:: EXERCISE OBJECTIVE ::
Find the line in the material below that contains "Self::migrated(Connection::open_in_memory()?)", then give it again, with all later lines, exactly as shown.

:: RECORDS SHOWN ::
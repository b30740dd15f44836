use std::collections::BTreeMap;
use std::sync::Arc;

use log::info;

use crate::api::PublishingApi;
use crate::broadcast::JobProgressBroadcaster;
use crate::error::WorkerError;
use crate::retry::RetryPolicy;

use super::job::{JobKind, JobRun, JobSpec};
use super::runner::{JobStream, JobWorker};

/// One [`JobWorker`] per [`JobKind`].
pub struct WorkerRegistry {
    workers: BTreeMap<JobKind, JobWorker>,
}

impl WorkerRegistry {
    /// Creates a worker for every job kind sharing one API client and policy.
    pub fn new(
        api: Arc<dyn PublishingApi>,
        policy: RetryPolicy,
        log_capacity: usize,
        progress: Option<JobProgressBroadcaster>,
    ) -> Self {
        let workers = JobKind::ALL
            .into_iter()
            .map(|kind| {
                let mut worker =
                    JobWorker::new(kind, Arc::clone(&api), policy.clone(), log_capacity);
                if let Some(broadcaster) = &progress {
                    worker = worker.with_progress(broadcaster.clone());
                }
                (kind, worker)
            })
            .collect();
        info!("Registered workers for {} job kinds", JobKind::ALL.len());
        Self { workers }
    }

    pub fn get(&self, kind: JobKind) -> Result<&JobWorker, WorkerError> {
        self.workers.get(&kind).ok_or(WorkerError::NotRegistered(kind))
    }

    /// Routes the spec to the worker of its kind.
    pub fn start(&self, spec: JobSpec) -> Result<JobStream, WorkerError> {
        self.get(spec.kind())?.start(spec)
    }

    pub fn stop(&self, kind: JobKind) -> bool {
        self.workers.get(&kind).is_some_and(|w| w.stop())
    }

    /// Stops every active run. Returns the kinds that were running.
    pub fn stop_all(&self) -> Vec<JobKind> {
        self.workers
            .iter()
            .filter(|(_, worker)| worker.stop())
            .map(|(kind, _)| *kind)
            .collect()
    }

    pub fn snapshot(&self, kind: JobKind) -> Result<JobRun, WorkerError> {
        Ok(self.get(kind)?.snapshot())
    }

    pub fn running(&self) -> Vec<JobKind> {
        self.workers
            .iter()
            .filter(|(_, worker)| worker.is_running())
            .map(|(kind, _)| *kind)
            .collect()
    }
}
//! Periodic queue reconciliation.

use std::sync::atomic::{AtomicBool, Ordering};
use std::sync::Arc;
use std::thread::JoinHandle;
use std::time::Duration;

use tokio::sync::broadcast;

use super::sync::QueueSynchronizer;

/// Reconciles on a fixed interval and whenever a trigger arrives.
pub struct SyncScheduler {
    sync: Arc<QueueSynchronizer>,
    interval: Duration,
    shutdown: Arc<AtomicBool>,
}

impl SyncScheduler {
    pub fn new(sync: Arc<QueueSynchronizer>, interval: Duration) -> Self {
        Self {
            sync,
            interval,
            shutdown: Arc::new(AtomicBool::new(false)),
        }
    }

    /// Starts the loop on its own thread and runtime.
    pub fn start(&self, mut trigger_rx: broadcast::Receiver<()>) -> JoinHandle<()> {
        let sync = Arc::clone(&self.sync);
        let shutdown = Arc::clone(&self.shutdown);
        let interval = self.interval;

        std::thread::spawn(move || {
            let rt = match tokio::runtime::Builder::new_current_thread()
                .enable_all()
                .build()
            {
                Ok(rt) => rt,
                Err(e) => {
                    log::error!("Queue sync scheduler could not start its runtime: {}", e);
                    return;
                }
            };

            rt.block_on(async {
                let mut interval_timer = tokio::time::interval(interval);
                interval_timer.tick().await; // skip immediate first tick

                loop {
                    if shutdown.load(Ordering::Acquire) {
                        break;
                    }

                    tokio::select! {
                        _ = interval_timer.tick() => {},
                        Ok(()) = trigger_rx.recv() => {
                            log::info!("Manual queue sync triggered");
                        },
                    }

                    if shutdown.load(Ordering::Acquire) {
                        break;
                    }

                    match sync.reconcile().await {
                        Ok((_, report)) if report.changed() => {
                            log::info!(
                                "Queue sync: {} added, {} advanced, {} confirmed",
                                report.added.len(),
                                report.advanced.len(),
                                report.confirmed.len()
                            );
                        }
                        Err(e) => log::error!("Queue sync failed: {}", e),
                        _ => {}
                    }
                }
            });
        })
    }

    /// Signals the loop to stop after its current pass.
    pub fn stop(&self) {
        self.shutdown.store(true, Ordering::Release);
    }
}
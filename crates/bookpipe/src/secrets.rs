//! Resolution of the KDP account password.
//!
//! The password may be configured in one of three places, checked in order:
//!
//! 1. **Inline** - `password` in the config file, handy for local runs
//! 2. **File** - `password_file`, for mounted secrets
//! 3. **Environment** - `password_env_var`, naming a variable to read
//!
//! The resolved value is wrapped in [`SecretString`] so it never ends up in
//! `Debug` output or logs.

use secrecy::SecretString;
use std::fs;

/// Error type for secret resolution failures.
#[derive(Debug, thiserror::Error)]
pub enum SecretError {
    #[error("No password source configured (need one of: password, password_file, password_env_var)")]
    NoSourceProvided,

    #[error("Failed to read password file '{path}': {source}")]
    FileReadError {
        path: String,
        #[source]
        source: std::io::Error,
    },

    #[error("Password file '{path}' is empty")]
    EmptyFile { path: String },

    #[error("Environment variable '{name}' not set")]
    EnvVarNotSet { name: String },

    #[error("Environment variable '{name}' contains invalid UTF-8")]
    EnvVarNotUnicode { name: String },
}

pub type Result<T> = std::result::Result<T, SecretError>;

/// Resolves a secret from the first non-empty source.
///
/// ```ignore
/// use bookpipe::secrets::resolve_secret;
///
/// let password = resolve_secret(None, Some("~/.bookpipe/kdp-password"), Some("KDP_PASSWORD"))?;
/// ```
pub fn resolve_secret(
    direct: Option<&str>,
    file_path: Option<&str>,
    env_var: Option<&str>,
) -> Result<SecretString> {
    if let Some(value) = non_empty(direct) {
        return Ok(SecretString::from(value.to_string()));
    }

    if let Some(path) = non_empty(file_path) {
        let expanded = expand_home(path);
        let content = fs::read_to_string(&expanded).map_err(|e| SecretError::FileReadError {
            path: expanded.clone(),
            source: e,
        })?;
        let trimmed = content.trim();
        if trimmed.is_empty() {
            return Err(SecretError::EmptyFile { path: expanded });
        }
        return Ok(SecretString::from(trimmed.to_string()));
    }

    if let Some(var_name) = non_empty(env_var) {
        return match std::env::var(var_name) {
            // Variables exported from files often carry a trailing newline
            Ok(value) => Ok(SecretString::from(value.trim().to_string())),
            Err(std::env::VarError::NotPresent) => Err(SecretError::EnvVarNotSet {
                name: var_name.to_string(),
            }),
            Err(std::env::VarError::NotUnicode(_)) => Err(SecretError::EnvVarNotUnicode {
                name: var_name.to_string(),
            }),
        };
    }

    Err(SecretError::NoSourceProvided)
}

/// True if at least one source is configured.
pub fn has_secret_source(
    direct: Option<&str>,
    file_path: Option<&str>,
    env_var: Option<&str>,
) -> bool {
    non_empty(direct).is_some() || non_empty(file_path).is_some() || non_empty(env_var).is_some()
}

fn non_empty(value: Option<&str>) -> Option<&str> {
    value.filter(|s| !s.is_empty())
}

/// Expands a leading `~` to the current user's home directory.
///
/// `~user/path` is not supported.
pub(crate) fn expand_home(path: &str) -> String {
    if path == "~" || path.starts_with("~/") {
        if let Some(home) = dirs::home_dir() {
            let home = home.to_string_lossy();
            if path == "~" {
                return home.into_owned();
            }
            return path.replacen('~', &home, 1);
        }
    }
    path.to_string()
}
pub mod loader;
pub mod schema;

pub use loader::{load_config, load_config_from_str};
pub use schema::{
    ApiSettings, CredentialSettings, JobSettings, LogFormat, LoggingSettings, RetrySettings,
    SessionSettings, Settings, SyncSettings,
};
use thiserror::Error;

use crate::db::DatabaseError;
use crate::retry::RetryError;

#[derive(Error, Debug)]
pub enum SessionError {
    #[error("Session store error: {0}")]
    Store(#[from] DatabaseError),

    #[error("KDP credentials rejected: {message}")]
    CredentialsRejected { message: String },

    #[error("Credential submission failed: {0}")]
    Submission(#[from] RetryError),

    #[error("KDP login could not be verified: {reason}")]
    NotConnected { reason: String },

    #[error("KDP login status still pending after {attempts} attempt(s)")]
    TimedOut { attempts: u32 },
}
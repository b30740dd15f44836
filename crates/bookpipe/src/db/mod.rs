//! SQLite persistence for saved books, the KDP session and job run history.

use std::path::{Path, PathBuf};
use std::sync::{Arc, Mutex};
use std::time::Duration;

use rusqlite::Connection;

pub mod error;
pub mod kv_repo;
pub mod migrations;
pub mod run_repo;

pub use error::DatabaseError;

const BUSY_TIMEOUT: Duration = Duration::from_secs(5);

/// Shared handle over one connection. Clones use the same connection.
#[derive(Clone)]
pub struct Database {
    conn: Arc<Mutex<Connection>>,
}

impl Database {
    /// Opens or creates the file, creating parent directories, then migrates.
    /// Other processes may hold the same file; writers wait up to five seconds.
    pub fn open(path: &Path) -> Result<Self, DatabaseError> {
        if let Some(parent) = path.parent() {
            std::fs::create_dir_all(parent).map_err(|e| DatabaseError::CreateDir {
                path: parent.to_path_buf(),
                source: e,
            })?;
        }

        let conn = Connection::open(path)?;
        conn.busy_timeout(BUSY_TIMEOUT)?;
        conn.execute_batch("PRAGMA journal_mode=WAL;")?;
        let db = Self::migrated(conn)?;

        log::info!("Database opened at {}", path.display());
        Ok(db)
    }

    pub fn open_in_memory() -> Result<Self, DatabaseError> {
        Self::migrated(Connection::open_in_memory()?)
    }

    fn migrated(conn: Connection) -> Result<Self, DatabaseError> {
        migrations::run_all(&conn)?;
        Ok(Self {
            conn: Arc::new(Mutex::new(conn)),
        })
    }

    /// Runs `f` while holding the connection lock.
    pub fn with_conn<F, T>(&self, f: F) -> Result<T, DatabaseError>
    where
        F: FnOnce(&Connection) -> Result<T, DatabaseError>,
    {
        let conn = self.conn.lock().map_err(|_| DatabaseError::LockPoisoned)?;
        f(&conn)
    }
}

/// Returns the canonical database path: `~/.bookpipe/data/bookpipe.db`.
pub fn default_database_path() -> Option<PathBuf> {
    dirs::home_dir().map(|h| h.join(".bookpipe").join("data").join("bookpipe.db"))
}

:: ANSWER FOR THE TASK ::
        Self::migrated(Connection::open_in_memory()?)
    }

    fn migrated(conn: Connection) -> Result<Self, DatabaseError> {
        migrations::run_all(&conn)?;
        Ok(Self {
            conn: Arc::new(Mutex::new(conn)),
        })
    }

    /// Runs `f` while holding the connection lock.
    pub fn with_conn<F, T>(&self, f: F) -> Result<T, DatabaseError>
    where
        F: FnOnce(&Connection) -> Result<T, DatabaseError>,
    {
        let conn = self.conn.lock().map_err(|_| DatabaseError::LockPoisoned)?;
        f(&conn)
    }
}

/// Returns the canonical database path: `~/.bookpipe/data/bookpipe.db`.
pub fn default_database_path() -> Option<PathBuf> {
    dirs::home_dir().map(|h| h.join(".bookpipe").join("data").join("bookpipe.db"))
}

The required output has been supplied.